Wife and I stood outside our place last night watching the lunar eclipse pass through totality. Spent a few critical minutes going 'wow' and suchlike as the smoky red disc darkened. I've only ever seen two full lunar eclipses before, and all of them have been different. The first I ever saw was almost totally obscured with only a faint red disc. Same for the second. This time the disc looked like it was heavily obscured by a red smog. Even through my fairly low powered 7 x 35mm binoculars there was little observable difference, although of course the moons disc appeared larger, and strangely more three dimensional.

Minor aggravation with a 20 year old piece of NHS dentistry which chose last night to fail, but it isn't painful. Unfortunately I may have to lose a tooth. A Dentists bill for CDN$2000 on a possible root canal and new crown is a bit too steep for me at present. As matters stand I'll still have to spend CDN$200 on an extraction and maybe a couple of fillings. Shame, and I didn't think there was a problem. Just goes to show how wong you can be.

Picked up on a news story from earlier this month that a chap called David Suzuki had made a rather ill advised public statement which gave right wing bloggers a field day. He indicated that political leaders who denied that there was a real problem with Anthropogenic Global Warming should be arrested and jailed.

I have no doubt that Mr Suzuki is a reknowned and brilliant man in his field, which happens to be genetics, yet I feel that he might be being stupid in a way that only very clever people can be. Jailing politicians for 'ignoring the science' is one of those exhortations which rather devalue any arguments he might put forward. Jailing people, even politicians, for their point of view has been tried by a number of regimes for centuries. The problem is that their ideas always leak out. You can't jail ideas. The only real way to deal with false ideologies if to hold them, kicking and squealing, up for careful examination. For mockery even. Ideas can be suppressed, but never judicially eliminated without genocide, and even then without too much success.

Mr Suzuki's problem here is twofold; firstly a lot of the AGW arguments are being disputed in open forums at quite a high level. Gores assertion that higher atmospheric CO2 causes a warming effect when observations indicate that higher levels of CO2 are actually a result of an increase in global temperature. In England, even a high court judge pointed out nine areas of inconsistency in Gore's film, 'an inconvenient truth' which was being pedalled as factual in UK educational establishments. Secondly, he appears so convinced that his arguments are infallible that he is contravening one of the fundamental scientific errors; that of logically and consistently applied doubt.
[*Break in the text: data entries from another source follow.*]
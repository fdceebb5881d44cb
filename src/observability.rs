//! Tracing initialization.
//!
//! Sets up the `tracing` subscriber with an `EnvFilter` and a file writer
//! under the data directory. The terminal owns stdout, so logs must go to a
//! file; a UI frame with log lines mixed in would be corrupted.

use crate::infrastructure::paths;
use crate::Config;
use std::fs::OpenOptions;
use std::sync::Mutex;
use tracing_subscriber::{layer::SubscriberExt, util::SubscriberInitExt, EnvFilter};

/// Initializes the tracing subscriber with file output.
///
/// The filter directive comes from `config.log_level` (already merged with
/// the `TUNEDEX_LOG` environment override), defaulting to `info`. Log lines
/// go to `tunedex.log` in the data directory.
///
/// # Initialization Behavior
///
/// - Creates the data directory if it does not exist
/// - Silently does nothing if the directory or file cannot be created,
///   observability is optional
/// - Idempotent: only the first call installs a subscriber
pub fn init_tracing(config: &Config) {
    let level = config
        .log_level
        .clone()
        .unwrap_or_else(|| "info".to_string());

    let data_dir = paths::data_dir();
    if std::fs::create_dir_all(&data_dir).is_err() {
        return;
    }

    let Ok(log_file) = OpenOptions::new()
        .create(true)
        .append(true)
        .open(data_dir.join("tunedex.log"))
    else {
        return;
    };

    let file_layer = tracing_subscriber::fmt::layer()
        .with_writer(Mutex::new(log_file))
        .with_ansi(false)
        .with_target(true);

    let subscriber = tracing_subscriber::registry()
        .with(EnvFilter::new(level))
        .with(file_layer);

    let _ = subscriber.try_init();
}
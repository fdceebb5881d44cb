//! Terminal shim and entry point.
//!
//! This module is the thin integration layer between the Tunedex library and
//! the terminal: it owns the raw-mode terminal, multiplexes key events with
//! API worker responses, maps keys onto library events, and executes the
//! actions the event handler returns.
//!
//! # Architecture
//!
//! ```text
//! ┌──────────────────────────┐
//! │   Terminal Event Loop    │
//! │  ┌──────────────────┐    │
//! │  │ AppState (lib)   │    │  ← UI state, event handling
//! │  └──────────────────┘    │
//! │          │ mpsc          │
//! │          ▼               │
//! │  ┌──────────────────┐    │
//! │  │ ApiWorker task   │    │  ← Catalog HTTP calls
//! │  └──────────────────┘    │
//! └──────────────────────────┘
//! ```
//!
//! The worker runs as a separate tokio task; the UI loop never awaits a
//! network call directly, so the interface stays responsive while a request
//! is outstanding.
//!
//! # Keybindings
//!
//! Global:
//! - `Ctrl+c`: Quit
//!
//! Login view: type a username, `Enter` to sign in.
//!
//! Search view (query focused):
//! - Type to edit the query, `Enter` to search, `Esc` to jump to results
//!
//! Search view (results focused):
//! - `j`/`k` or arrows: navigate
//! - `/`: edit query
//! - `r`: rate the selected song
//! - `a`: add the selected song to a playlist
//! - `p`: playlists view, `l`: log out, `q`: quit
//!
//! Playlists view:
//! - `j`/`k`: select playlist, `J`/`K`: select song within it
//! - `n`: new playlist, `r`: rename, `d`: delete, `x`: remove selected song
//! - `s`: search view, `l`: log out, `q`: quit
//!
//! Modals capture input: `Tab` cycles fields, `Enter` submits, `Esc` cancels.

use std::io::{self, Write};
use std::process::ExitCode;

use crossterm::event::{Event as TermEvent, EventStream, KeyCode, KeyEvent, KeyEventKind, KeyModifiers};
use crossterm::{cursor, execute, terminal};
use futures_util::StreamExt;
use tokio::sync::mpsc;

use tunedex::api::CatalogClient;
use tunedex::worker::{ApiRequest, ApiResponse, ApiWorker};
use tunedex::{handle_event, Action, AppState, Config, Event, Modal, SearchFocus, View};

/// Depth of the request/response channels between UI loop and worker.
const CHANNEL_CAPACITY: usize = 16;

#[tokio::main]
async fn main() -> ExitCode {
    match run().await {
        Ok(()) => ExitCode::SUCCESS,
        Err(e) => {
            eprintln!("tunedex: {e}");
            ExitCode::FAILURE
        }
    }
}

async fn run() -> tunedex::Result<()> {
    let config = Config::load()?;
    tunedex::observability::init_tracing(&config);
    tracing::debug!(server_url = %config.server_url, "starting");

    let client = CatalogClient::new(&config.server_url, config.request_timeout())?;

    let (request_tx, request_rx) = mpsc::channel::<ApiRequest>(CHANNEL_CAPACITY);
    let (response_tx, response_rx) = mpsc::channel::<ApiResponse>(CHANNEL_CAPACITY);
    tokio::spawn(ApiWorker::new(Box::new(client)).run(request_rx, response_tx));

    let mut app = tunedex::initialize(&config);

    terminal::enable_raw_mode()?;
    execute!(io::stdout(), terminal::EnterAlternateScreen, cursor::Hide)?;

    let result = event_loop(&mut app, request_tx, response_rx).await;

    execute!(io::stdout(), cursor::Show, terminal::LeaveAlternateScreen)?;
    terminal::disable_raw_mode()?;

    result
}

/// Runs the UI loop until the user quits or a channel closes.
///
/// Terminal events and worker responses are multiplexed with `select!`;
/// both paths funnel into [`handle_event`], keeping all state transitions in
/// one place.
async fn event_loop(
    app: &mut AppState,
    requests: mpsc::Sender<ApiRequest>,
    mut responses: mpsc::Receiver<ApiResponse>,
) -> tunedex::Result<()> {
    let mut term_events = EventStream::new();

    render_frame(app)?;

    loop {
        let event = tokio::select! {
            maybe_term = term_events.next() => match maybe_term {
                Some(Ok(TermEvent::Key(key))) if key.kind != KeyEventKind::Release => {
                    match map_key_event(app, &key) {
                        Some(event) => event,
                        None => continue,
                    }
                }
                Some(Ok(TermEvent::Resize(..))) => {
                    render_frame(app)?;
                    continue;
                }
                Some(Ok(_)) => continue,
                Some(Err(e)) => return Err(e.into()),
                None => return Ok(()),
            },
            maybe_response = responses.recv() => match maybe_response {
                Some(response) => Event::Api(response),
                None => {
                    tracing::debug!("worker stopped, exiting");
                    return Ok(());
                }
            },
        };

        match handle_event(app, &event) {
            Ok((should_render, actions)) => {
                for action in actions {
                    match action {
                        Action::CallApi(request) => {
                            if requests.send(request).await.is_err() {
                                tracing::debug!("request channel closed, exiting");
                                return Ok(());
                            }
                        }
                        Action::Quit => return Ok(()),
                    }
                }
                if should_render {
                    render_frame(app)?;
                }
            }
            Err(e) => {
                tracing::debug!(error = %e, "error handling event");
            }
        }
    }
}

/// Renders one frame at the current terminal size.
fn render_frame(app: &AppState) -> tunedex::Result<()> {
    let (cols, rows) = terminal::size()?;
    tunedex::ui::render(app, rows as usize, cols as usize);
    io::stdout().flush()?;
    Ok(())
}

/// Maps a key press onto a library event for the current context.
///
/// The mapping depends on what has focus: inside a text field most
/// characters are input, while over a listing they are commands. Returns
/// `None` for keys with no meaning in the current context.
fn map_key_event(app: &AppState, key: &KeyEvent) -> Option<Event> {
    if key.modifiers.contains(KeyModifiers::CONTROL) && key.code == KeyCode::Char('c') {
        return Some(Event::Quit);
    }

    if let Some(modal) = &app.modal {
        return Some(match key.code {
            KeyCode::Esc => Event::Esc,
            KeyCode::Enter => Event::Enter,
            KeyCode::Tab => Event::Tab,
            KeyCode::Backspace => Event::Backspace,
            KeyCode::Down => Event::KeyDown,
            KeyCode::Up => Event::KeyUp,
            KeyCode::Char(c) => match modal {
                // The picker has no text fields; j/k move its highlight.
                Modal::AddToPlaylist(_) => match c {
                    'j' => Event::KeyDown,
                    'k' => Event::KeyUp,
                    _ => return None,
                },
                _ => Event::Char(c),
            },
            _ => return None,
        });
    }

    match app.view {
        View::Login => Some(match key.code {
            KeyCode::Enter => Event::Enter,
            KeyCode::Backspace => Event::Backspace,
            KeyCode::Char(c) => Event::Char(c),
            _ => return None,
        }),
        View::Search => match app.search_focus {
            SearchFocus::Query => Some(match key.code {
                KeyCode::Enter => Event::Enter,
                KeyCode::Esc => Event::Esc,
                KeyCode::Backspace => Event::Backspace,
                KeyCode::Char(c) => Event::Char(c),
                _ => return None,
            }),
            SearchFocus::Results => Some(match key.code {
                KeyCode::Down | KeyCode::Char('j') => Event::KeyDown,
                KeyCode::Up | KeyCode::Char('k') => Event::KeyUp,
                KeyCode::Char('/') => Event::FocusQuery,
                KeyCode::Char('r') => Event::OpenRateModal,
                KeyCode::Char('a') => Event::OpenAddModal,
                KeyCode::Char('p') => Event::ShowPlaylists,
                KeyCode::Char('l') => Event::Logout,
                KeyCode::Char('q') => Event::Quit,
                _ => return None,
            }),
        },
        View::Playlists => Some(match key.code {
            KeyCode::Down | KeyCode::Char('j') => Event::KeyDown,
            KeyCode::Up | KeyCode::Char('k') => Event::KeyUp,
            KeyCode::Char('J') => Event::NextEntry,
            KeyCode::Char('K') => Event::PrevEntry,
            KeyCode::Char('n') => Event::OpenCreateModal,
            KeyCode::Char('r') => Event::OpenRenameModal,
            KeyCode::Char('d') => Event::DeletePlaylist,
            KeyCode::Char('x') => Event::RemoveSong,
            KeyCode::Char('s') => Event::ShowSearch,
            KeyCode::Char('l') => Event::Logout,
            KeyCode::Char('q') => Event::Quit,
            _ => return None,
        }),
    }
}
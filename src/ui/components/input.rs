//! Input box component renderer.
//!
//! Renders a single-line labeled text input inside a bordered 3-row frame.
//! Used for the login username prompt and the search query box.

use crate::ui::helpers::position_cursor;
use crate::ui::theme::Theme;

/// Horizontal margin around the input box.
const INPUT_BOX_MARGIN: usize = 5;

/// Renders a bordered input box at the specified row.
///
/// Layout:
///
/// ```text
/// [margin] ┌─────────────────┐ [margin]
/// [margin] │ Label: value_   │ [margin]
/// [margin] └─────────────────┘ [margin]
/// ```
///
/// A trailing `_` marks the insertion point while the box has focus, and the
/// border switches to the focused color.
///
/// # Returns
///
/// The next available row position (row + 3).
pub fn render_input_box(
    row: usize,
    label: &str,
    value: &str,
    focused: bool,
    theme: &Theme,
    cols: usize,
) -> usize {
    let box_width = cols.saturating_sub(INPUT_BOX_MARGIN * 2);
    let inner_width = box_width.saturating_sub(2);

    let border_color = if focused {
        &theme.colors.input_border_focused
    } else {
        &theme.colors.input_border
    };

    position_cursor(row, 1);
    print!("{}", " ".repeat(INPUT_BOX_MARGIN));
    print!("{}", Theme::fg(border_color));
    print!("┌{}┐", "─".repeat(inner_width));
    print!("{}", Theme::reset());

    let cursor = if focused { "_" } else { "" };
    let text = format!(" {label}: {value}{cursor}");
    let text_len = text.chars().count().min(inner_width);
    let shown: String = text.chars().take(inner_width).collect();
    let padding = inner_width.saturating_sub(text_len);

    position_cursor(row + 1, 1);
    print!("{}", " ".repeat(INPUT_BOX_MARGIN));
    print!("{}", Theme::fg(border_color));
    print!("│");
    print!("{}", Theme::fg(&theme.colors.text_normal));
    print!("{shown}");
    print!("{}", " ".repeat(padding));
    print!("{}", Theme::fg(border_color));
    print!("│");
    print!("{}", Theme::reset());

    position_cursor(row + 2, 1);
    print!("{}", " ".repeat(INPUT_BOX_MARGIN));
    print!("{}", Theme::fg(border_color));
    print!("└{}┘", "─".repeat(inner_width));
    print!("{}", Theme::reset());

    row + 3
}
What with the snow all over the place including Greece, perhaps the AGW crowd might concede that while the climate changes, there isn't a lot we as a species can do about it.

On the other hand, there is stuff we can do about pollution, which is a problem. There is stuff we can do about overfishing, which is also a problem. We can improve international shipping standards so that old and dangerous ships are not run until they sink, leaving oil slicks which do poison wildlife and harm the ecosystems. We could rigidly enforce 'No commercial fishing' zones to let fish stocks recover. We could reduce our use of chemical pesticides and fertilizers and so help to prevent algal blooms, which have a number of deleterious effects. There are things we can do to make this world a better and cleaner place, and although Jailing politicians sounds like a good idea, we should be doing it for the right reasons, like when they get caught with their greasy little hands in the public purse.